For the data that follows, state how many lines hold the string "const", giving the number by itself.

:: Records provided

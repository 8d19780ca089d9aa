use crate::error::RegistryError;
use serde::{Deserialize, Serialize};
use std::collections::HashSet;
use std::fmt;
use std::sync::Arc;

#[derive(Debug, Clone, PartialEq, Eq, PartialOrd, Ord, Hash, Serialize, Deserialize)]
#[serde(transparent)]
pub struct MapId(String);

impl MapId {
    pub fn as_str(&self) -> &str {
        &self.0
    }
}

impl From<&str> for MapId {
    fn from(value: &str) -> Self {
        MapId(value.to_string())
    }
}

impl From<String> for MapId {
    fn from(value: String) -> Self {
        MapId(value)
    }
}

impl fmt::Display for MapId {
    fn fmt(&self, f: &mut fmt::Formatter<'_>) -> fmt::Result {
        f.write_str(&self.0)
    }
}

/// A registered SNP map. The identifier set is unique and never changes.
#[derive(Debug, Clone, PartialEq)]
pub struct SnpMap {
    pub map_id: MapId,
    pub chip_id: Option<String>,
    ordered: Arc<[String]>,
    set: HashSet<String>,
}

impl SnpMap {
    pub fn new(map_id: MapId, chip_id: Option<String>, snps: Vec<String>) -> Result<Self, RegistryError> {
        let mut set = HashSet::with_capacity(snps.len());
        for snp in &snps {
            if !set.insert(snp.clone()) {
                return Err(RegistryError::DuplicateSnp {
                    map_id: map_id.to_string(),
                    snp: snp.clone(),
                });
            }
        }
        Ok(Self {
            map_id,
            chip_id,
            ordered: snps.into(),
            set,
        })
    }

    pub fn len(&self) -> usize {
        self.ordered.len()
    }

    pub fn is_empty(&self) -> bool {
        self.ordered.is_empty()
    }

    pub fn snps(&self) -> &[String] {
        &self.ordered
    }

    /// Shared handle on the SNP order, used to align decoded genotypes.
    pub fn ordered(&self) -> Arc<[String]> {
        Arc::clone(&self.ordered)
    }

    pub fn contains(&self, snp: &str) -> bool {
        self.set.contains(snp)
    }

    pub fn same_set(&self, other: &HashSet<String>) -> bool {
        self.set.len() == other.len() && self.set.iter().all(|snp| other.contains(snp))
    }

    pub(crate) fn compare(&self, other: &HashSet<String>) -> SetDifference {
        SetDifference {
            missing: self.set.iter().filter(|snp| !other.contains(*snp)).count(),
            unexpected: other.iter().filter(|snp| !self.set.contains(*snp)).count(),
        }
    }
}

#[derive(Debug, Clone, Copy, PartialEq, Eq)]
pub(crate) struct SetDifference {
    pub(crate) missing: usize,
    pub(crate) unexpected: usize,
}

/// How a report's map was found.
#[derive(Debug, Clone, Copy, PartialEq, Eq, Serialize)]
#[serde(rename_all = "snake_case")]
pub enum Resolution {
    Declared,
    ChipAlias,
    SnpSet,
}

#[derive(Debug, Clone, PartialEq)]
pub enum MatchResult {
    Exact {
        map: Arc<SnpMap>,
        resolved_by: Resolution,
    },
    /// The map is known but its SNP set differs from the candidate's.
    CountMismatch {
        map_id: MapId,
        expected: usize,
        found: usize,
        missing: usize,
        unexpected: usize,
    },
    NotFound,
}

/// Outcome of an idempotent `register`.
#[derive(Debug, Clone, PartialEq, Eq)]
pub struct Registration {
    pub map_id: MapId,
    pub added: bool,
}

/// Provenance of an admitted map upload.
#[derive(Debug, Clone, Copy, PartialEq, Eq, Serialize)]
#[serde(rename_all = "snake_case")]
pub enum MapProvenance {
    /// Identical to an already registered map; nothing was written.
    Existing,
    /// New map, no registered map shares its SNP count.
    New,
    /// New map whose SNP count collides with registered maps.
    CountCollision,
}

#[derive(Debug, Clone, PartialEq, Eq)]
pub struct Admission {
    pub map_id: MapId,
    pub provenance: MapProvenance,
}
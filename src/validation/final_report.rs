use super::outcome::{Accepted, Diagnostic, LoadSummary, OutcomeDetail, Rejection};
use super::ValidationEngine;
use crate::artifact::{
    entry_text, ArtifactEntry, Classification, TableLayout, UploadedArtifact, REPORT_KEY_COLUMN,
};
use crate::genotype::{GenotypeCode, SampleGenotypes};
use crate::map_registry::{MatchResult, Resolution, SnpMap};
use crate::status::StatusKey;
use std::collections::{HashMap, HashSet};
use std::sync::Arc;
use tracing::{debug, warn};

const SAMPLE_COLUMN: &str = "Sample ID";
const ALLELE1_COLUMN: &str = "Allele1 - AB";
const ALLELE2_COLUMN: &str = "Allele2 - AB";
const ALLELE_TOKENS: [&str; 3] = ["A", "B", "-"];

struct Columns {
    snp: usize,
    sample: usize,
    allele1: usize,
    allele2: usize,
}

impl Columns {
    fn locate(layout: &TableLayout) -> Result<Self, Vec<&'static str>> {
        let wanted = [REPORT_KEY_COLUMN, SAMPLE_COLUMN, ALLELE1_COLUMN, ALLELE2_COLUMN];
        let missing: Vec<&'static str> = wanted
            .iter()
            .filter(|name| layout.column(name).is_none())
            .copied()
            .collect();
        match wanted.map(|name| layout.column(name)) {
            [Some(snp), Some(sample), Some(allele1), Some(allele2)] => Ok(Self {
                snp,
                sample,
                allele1,
                allele2,
            }),
            _ => Err(missing),
        }
    }
}

struct ReportRow<'a> {
    sample: &'a str,
    snp: String,
    allele1: &'a str,
    allele2: &'a str,
}

/// Data rows split once; malformed rows are counted, not kept.
struct ParsedReport<'a> {
    rows: Vec<ReportRow<'a>>,
    malformed: Vec<String>,
    /// Distinct samples in order of first appearance.
    samples: Vec<&'a str>,
}

impl<'a> ParsedReport<'a> {
    fn parse(text: &'a str, layout: &TableLayout, columns: &Columns) -> Self {
        let mut rows = Vec::new();
        let mut malformed = Vec::new();
        let mut samples = Vec::new();
        let mut seen = HashSet::new();

        for (line_no, line) in text
            .lines()
            .enumerate()
            .skip(layout.header_line + 1)
            .filter(|(_, line)| !line.trim().is_empty())
        {
            let fields = layout.delimiter.split(line);
            if fields.len() != layout.columns.len() {
                malformed.push(format!(
                    "line {}: expected {} fields, found {}",
                    line_no + 1,
                    layout.columns.len(),
                    fields.len()
                ));
                continue;
            }
            let (sample, snp) = (fields[columns.sample], fields[columns.snp]);
            if sample.is_empty() || snp.is_empty() {
                malformed.push(format!("line {}: empty sample or SNP name", line_no + 1));
                continue;
            }
            if seen.insert(sample) {
                samples.push(sample);
            }
            rows.push(ReportRow {
                sample,
                snp: snp.to_uppercase(),
                allele1: fields[columns.allele1],
                allele2: fields[columns.allele2],
            });
        }

        Self {
            rows,
            malformed,
            samples,
        }
    }

    fn snp_set(&self) -> HashSet<String> {
        self.rows.iter().map(|row| row.snp.clone()).collect()
    }
}

impl ValidationEngine {
    pub(super) fn validate_report(
        &self,
        artifact: &UploadedArtifact,
        entry: &ArtifactEntry,
        classification: &Classification,
        diagnostics: &mut Vec<Diagnostic>,
    ) -> Result<Accepted, Rejection> {
        if !self
            .rules
            .genotype_prefixes
            .iter()
            .any(|prefix| artifact.file_name.starts_with(prefix.as_str()))
        {
            return Err(Rejection::new(
                StatusKey::g_B,
                format!(
                    "file name {} does not start with {}",
                    artifact.file_name,
                    self.rules.genotype_prefixes.join(" or ")
                ),
            ));
        }

        let layout = classification
            .layout
            .as_ref()
            .ok_or_else(|| Rejection::new(StatusKey::g_A, "final report has no data table"))?;
        let columns = Columns::locate(layout).map_err(|missing| {
            Rejection::new(StatusKey::g_A, format!("missing column(s): {}", missing.join(", ")))
        })?;

        let chip = classification
            .header
            .content()
            .or(artifact.provenance.chip_id.as_deref());
        if let Some(allowed) = chip.and_then(|chip| self.rules.chip_delimiters.get(chip.trim())) {
            if !allowed.contains(&layout.delimiter) {
                return Err(Rejection::new(
                    StatusKey::g_M,
                    format!(
                        "delimiter {} is not configured for chip {}",
                        layout.delimiter,
                        chip.unwrap_or_default()
                    ),
                ));
            }
        }

        let text = entry_text(entry).map_err(|e| Rejection::new(StatusKey::g_C, e.to_string()))?;
        let report = ParsedReport::parse(text, layout, &columns);
        let snps = report.snp_set();

        let (map, resolved_by) = self.resolve_map(artifact, chip, &snps)?;
        debug!(upload = %artifact.upload_id, map = %map.map_id, ?resolved_by, "report map resolved");

        self.check_sample_count(artifact, classification, report.samples.len())?;
        check_structure(&report)?;
        let genotypes = self.decode(&report, &map)?;

        for sample in report
            .samples
            .iter()
            .filter(|sample| sample.chars().count() > self.rules.max_sample_id_len)
        {
            warn!(upload = %artifact.upload_id, sample, "sample id exceeds length limit");
            diagnostics.push(Diagnostic::warning(format!(
                "sample id longer than {} characters: {}",
                self.rules.max_sample_id_len, sample
            )));
        }

        let ready = genotypes.len();
        let replaced = self.store.commit(genotypes.clone());
        if resolved_by == Resolution::SnpSet {
            if let Some(chip) = chip {
                // The map exists, binding only fails for an unknown id.
                if let Ok(true) = self.maps.bind_alias(&map.map_id, chip) {
                    debug!(map = %map.map_id, chip, "chip alias bound from report");
                }
            }
        }

        let key = if replaced.is_empty() {
            StatusKey::g_I
        } else {
            StatusKey::g_K
        };
        Ok(Accepted {
            key,
            milestones: vec![StatusKey::g_D],
            detail: OutcomeDetail::GenotypesLoaded {
                map_id: map.map_id.clone(),
                resolved_by,
                summary: LoadSummary::new(ready, &replaced),
            },
            genotypes,
        })
    }

    /// Declared map id, then chip alias, then a map with the same SNP set.
    fn resolve_map(
        &self,
        artifact: &UploadedArtifact,
        chip: Option<&str>,
        snps: &HashSet<String>,
    ) -> Result<(Arc<SnpMap>, Resolution), Rejection> {
        let result = match &artifact.provenance.map_id {
            Some(map_id) => self.maps.match_id(snps, map_id),
            None => self.maps.match_map(snps, chip),
        };
        match result {
            MatchResult::Exact { map, resolved_by } => Ok((map, resolved_by)),
            MatchResult::CountMismatch {
                map_id,
                expected,
                found,
                missing,
                unexpected,
            } => Err(Rejection::new(
                StatusKey::g_N,
                format!(
                    "report lists {} SNPs, map {} has {} ({} missing, {} unexpected)",
                    found, map_id, expected, missing, unexpected
                ),
            )
            .with_detail(OutcomeDetail::MapMismatch {
                map_id,
                expected,
                found,
                missing,
                unexpected,
            })),
            MatchResult::NotFound => Err(Rejection::new(
                StatusKey::g_F,
                format!("no registered map matches the {} SNPs of the report", snps.len()),
            )),
        }
    }

    fn check_sample_count(
        &self,
        artifact: &UploadedArtifact,
        classification: &Classification,
        found: usize,
    ) -> Result<(), Rejection> {
        let expected = [
            ("upload", artifact.provenance.expected_samples),
            ("header", classification.header.num_samples()),
        ];
        for (source, expected) in expected {
            if let Some(expected) = expected.filter(|expected| *expected != found) {
                return Err(Rejection::new(
                    StatusKey::g_L,
                    format!("{} declares {} samples, report has {}", source, expected, found),
                ));
            }
        }
        Ok(())
    }

    fn decode(&self, report: &ParsedReport<'_>, map: &SnpMap) -> Result<Vec<SampleGenotypes>, Rejection> {
        let position: HashMap<&str, usize> = map
            .snps()
            .iter()
            .enumerate()
            .map(|(idx, snp)| (snp.as_str(), idx))
            .collect();
        let mut codes: HashMap<&str, Vec<GenotypeCode>> = report
            .samples
            .iter()
            .map(|sample| (*sample, vec![GenotypeCode::NO_CALL; map.len()]))
            .collect();

        let mut bad_tokens = 0usize;
        let mut first_bad = None;
        for row in &report.rows {
            if !ALLELE_TOKENS.contains(&row.allele1) || !ALLELE_TOKENS.contains(&row.allele2) {
                bad_tokens += 1;
                first_bad.get_or_insert_with(|| format!("{}{} at {}/{}", row.allele1, row.allele2, row.sample, row.snp));
                continue;
            }
            let code = self.decoder.decode_alleles(row.allele1, row.allele2).map_err(|e| {
                Rejection::new(StatusKey::g_G, format!("{} at {}/{}", e, row.sample, row.snp))
            })?;
            if let (Some(&idx), Some(sample_codes)) = (position.get(row.snp.as_str()), codes.get_mut(row.sample)) {
                sample_codes[idx] = code;
            }
        }
        if bad_tokens > 0 {
            return Err(Rejection::new(
                StatusKey::g_G,
                format!(
                    "{} allele call(s) outside A/B/-, first: {}",
                    bad_tokens,
                    first_bad.unwrap_or_default()
                ),
            ));
        }

        Ok(report
            .samples
            .iter()
            .map(|sample| {
                let sample_codes = codes.remove(sample).unwrap_or_default();
                SampleGenotypes::new(sample.to_string(), map.map_id.clone(), map.ordered(), sample_codes)
            })
            .collect())
    }
}

/// Structural checks in detection order: malformed rows first, then duplicate
/// pairs, then unequal per-sample SNP counts. Counts are taken over distinct
/// pairs, so a repeated row never masquerades as a short or long sample.
fn check_structure(report: &ParsedReport<'_>) -> Result<(), Rejection> {
    if let Some(first) = report.malformed.first() {
        return Err(Rejection::new(
            StatusKey::g_C,
            format!("{} malformed row(s), first at {}", report.malformed.len(), first),
        ));
    }

    let mut pairs = HashSet::with_capacity(report.rows.len());
    if let Some(row) = report
        .rows
        .iter()
        .find(|row| !pairs.insert((row.sample, row.snp.as_str())))
    {
        return Err(Rejection::new(
            StatusKey::g_E,
            format!("duplicate genotype for sample {} at SNP {}", row.sample, row.snp),
        ));
    }

    let mut per_sample: HashMap<&str, usize> = HashMap::new();
    for (sample, _) in &pairs {
        *per_sample.entry(*sample).or_default() += 1;
    }
    let counts: HashSet<usize> = per_sample.values().copied().collect();
    if counts.len() > 1 {
        let (min, max) = (
            counts.iter().min().copied().unwrap_or_default(),
            counts.iter().max().copied().unwrap_or_default(),
        );
        return Err(Rejection::new(
            StatusKey::g_C,
            format!("samples carry unequal SNP counts ({} to {})", min, max),
        ));
    }
    Ok(())
}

::::

**Solved exercise**.
4